Fuel Consumption
Why Fuel Economy Is Measured Differently Around the World
May 11, 2026
If you read a car review from the United States, fuel economy is expressed in miles per gallon (MPG): the higher the number, the better. If you read the same review from Europe, it's in liters per 100 kilometers (L/100km): the lower the number, the better. Same car, same measurement — but not the same number, and not the same logic.
Two Different Questions
MPG asks: How far can I go on one unit of fuel? It's a distance-per-volume metric. A car that gets 40 MPG travels 40 miles before needing a gallon refill.
L/100km asks: How much fuel do I consume to travel a fixed distance? It's a volume-per-distance metric. A car rated at 6 L/100km uses 6 liters to cover 100 kilometers.
These are mathematically inverse: to convert US MPG to L/100km, you divide 235.215 by the MPG figure. You can't multiply or divide by a single fixed factor.
Why the Inversion Matters
The problem with MPG is that it has a non-linear relationship with actual fuel savings. Consider:
- Improving from 10 MPG to 20 MPG saves 50% more fuel over a given distance.
- Improving from 40 MPG to 50 MPG saves only 5% more fuel.
The gains at the low end are enormous; at the high end, they're marginal. But because MPG is displayed linearly (10, 20, 30, 40, 50...), it looks like equal improvements.
L/100km doesn't have this problem. Halving your L/100km figure always exactly halves your fuel consumption. The scale is linear with respect to the thing that matters: fuel cost.
UK MPG vs US MPG
Adding to the confusion: the UK also uses miles per gallon, but the British imperial gallon is larger than the US gallon. One imperial gallon = 4.546 liters; one US gallon = 3.785 liters.
A car achieving 40 UK MPG is not as efficient as a car achieving 40 US MPG — the British gallon carries you further, so the comparison is false. The same vehicle will show approximately 33 US MPG if rated at 40 UK MPG.
km/L: A Third Way
Japan, India, South Korea, and parts of Latin America use kilometers per liter (km/L) — the same logic as MPG (higher = better) but metric. A car rated at 15 km/L uses 1 liter to travel 15 kilometers. This converts directly to MPG with a simple multiplication factor (0.425), unlike the MPG-to-L/100km inversion.
A Global Industry, Multiple Metrics
Automakers sell the same vehicle worldwide and must report fuel economy in each market's preferred units. Journalists reviewing a European car for an American audience must convert L/100km to MPG. Consumers comparing imported vehicles must navigate the differences.

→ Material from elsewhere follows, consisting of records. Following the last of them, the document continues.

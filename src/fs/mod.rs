//! Character devices and their open-file surface

use crate::error::*;
use downcast_rs::{impl_downcast, DowncastSync};

pub mod devfs;
mod file;

pub use self::file::*;

/// Character device operation set
///
/// The external registration layer dispatches open/read/write/release
/// calls into this trait. Offsets and transfer lengths are computed
/// here; moving bytes across an address-space boundary stays with the
/// caller, which hands in plain slices.
pub trait CharDev: DowncastSync + core::fmt::Debug {
    /// prepare the device for a new open context
    fn open(&self, flags: OpenFlags) -> LxResult;
    /// read from the device at given offset
    fn read_at(&self, offset: u64, buf: &mut [u8]) -> LxResult<usize>;
    /// write to the device at given offset
    fn write_at(&self, offset: u64, buf: &[u8]) -> LxResult<usize>;
    /// maximum addressable size in bytes, fixed for the device lifetime
    fn capacity(&self) -> usize;
    /// hook called when an open context is closed by its owner
    fn release(&self) -> LxResult {
        Ok(())
    }
}

impl_downcast!(sync CharDev);
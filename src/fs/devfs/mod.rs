//! Flat namespace of registered character devices

mod membuf;

pub use self::membuf::{MemBufDev, MEMBUF_CAPACITY};

use alloc::format;
use alloc::string::{String, ToString};
use alloc::sync::Arc;

use hashbrown::HashMap;
use spin::RwLock;

use super::{CharDev, File, OpenFlags};
use crate::error::{LxError, LxResult};

/// Name → device registry, standing in for the driver-framework node
/// table. Keys are unique; one entry per registered device identity,
/// each with its own store.
pub struct DevFs {
    devs: RwLock<HashMap<String, Arc<dyn CharDev>>>,
}

impl DevFs {
    /// create an empty namespace
    pub fn new() -> Self {
        DevFs {
            devs: RwLock::new(HashMap::new()),
        }
    }

    /// register a device under `name`
    pub fn add(&self, name: &str, dev: Arc<dyn CharDev>) -> LxResult {
        let mut devs = self.devs.write();
        if devs.contains_key(name) {
            return Err(LxError::EEXIST);
        }
        devs.insert(name.to_string(), dev);
        info!("devfs: registered {:?}", name);
        Ok(())
    }

    /// look up a registered device
    pub fn find(&self, name: &str) -> LxResult<Arc<dyn CharDev>> {
        self.devs.read().get(name).cloned().ok_or(LxError::ENOENT)
    }

    /// Unregister a device. Contexts already open on it keep the
    /// device alive until they are released.
    pub fn remove(&self, name: &str) -> LxResult {
        self.devs
            .write()
            .remove(name)
            .map(|_| ())
            .ok_or(LxError::ENOENT)
    }

    /// open a device node, yielding a context with a fresh cursor
    pub fn open(&self, name: &str, flags: OpenFlags) -> LxResult<Arc<File>> {
        let dev = self.find(name)?;
        File::new(dev, flags, name.to_string())
    }
}

impl Default for DevFs {
    fn default() -> Self {
        Self::new()
    }
}

/// Build a namespace of `count` independent memory buffer devices
/// named `membuf0..`, each owning its own `capacity`-byte store.
pub fn create_membuf_fs(count: usize, capacity: usize) -> LxResult<DevFs> {
    let devfs = DevFs::new();
    for i in 0..count {
        devfs.add(&format!("membuf{}", i), Arc::new(MemBufDev::new(capacity)))?;
    }
    Ok(devfs)
}

#[cfg(test)]
mod tests {
    use super::*;

    #[test]
    fn register_find_remove() {
        let devfs = DevFs::new();
        assert_eq!(devfs.add("membuf0", Arc::new(MemBufDev::default())), Ok(()));
        assert_eq!(
            devfs
                .add("membuf0", Arc::new(MemBufDev::default()))
                .unwrap_err(),
            LxError::EEXIST
        );
        assert!(devfs.find("membuf0").is_ok());
        assert_eq!(devfs.find("nosuch").unwrap_err(), LxError::ENOENT);
        assert_eq!(devfs.remove("membuf0"), Ok(()));
        assert_eq!(devfs.remove("membuf0"), Err(LxError::ENOENT));
    }

    #[test]
    fn open_yields_fresh_cursor() {
        let devfs = create_membuf_fs(1, 64).unwrap();
        let file = devfs.open("membuf0", OpenFlags::RDWR).unwrap();
        assert_eq!(file.write(b"abc"), Ok(3));
        let again = devfs.open("membuf0", OpenFlags::RDONLY).unwrap();
        let mut buf = [0u8; 3];
        assert_eq!(again.read(&mut buf), Ok(3));
        assert_eq!(&buf, b"abc");
        assert_eq!(
            devfs.open("membuf1", OpenFlags::RDWR).unwrap_err(),
            LxError::ENOENT
        );
    }

    #[test]
    fn devices_are_isolated() {
        let devfs = create_membuf_fs(2, 64).unwrap();
        let a = devfs.open("membuf0", OpenFlags::RDWR).unwrap();
        assert_eq!(a.write(b"only in zero"), Ok(12));
        // the sibling device was never written, so it has no store
        let b = devfs.open("membuf1", OpenFlags::RDWR).unwrap();
        let mut buf = [0u8; 12];
        assert_eq!(b.read(&mut buf), Ok(0));
    }

    #[test]
    fn removed_device_stays_open() {
        let devfs = create_membuf_fs(1, 64).unwrap();
        let file = devfs.open("membuf0", OpenFlags::RDWR).unwrap();
        assert_eq!(devfs.remove("membuf0"), Ok(()));
        assert_eq!(file.write(b"still here"), Ok(10));
        assert_eq!(file.release(), Ok(()));
    }

    #[test]
    fn downcasts_to_concrete_device() {
        let devfs = create_membuf_fs(1, 64).unwrap();
        let dev = devfs.find("membuf0").unwrap();
        let membuf = dev.downcast_arc::<MemBufDev>().ok().unwrap();
        assert!(!membuf.is_allocated());
    }
}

This fragmentation isn't going away soon. Fuel economy standards, tax incentives, and consumer expectations are all built around the local metric. For now, the best a consumer can do is understand how the conversion works — and remember that when comparing, lower L/100km and higher MPG both point in the same direction: less fuel, lower cost, less emissions.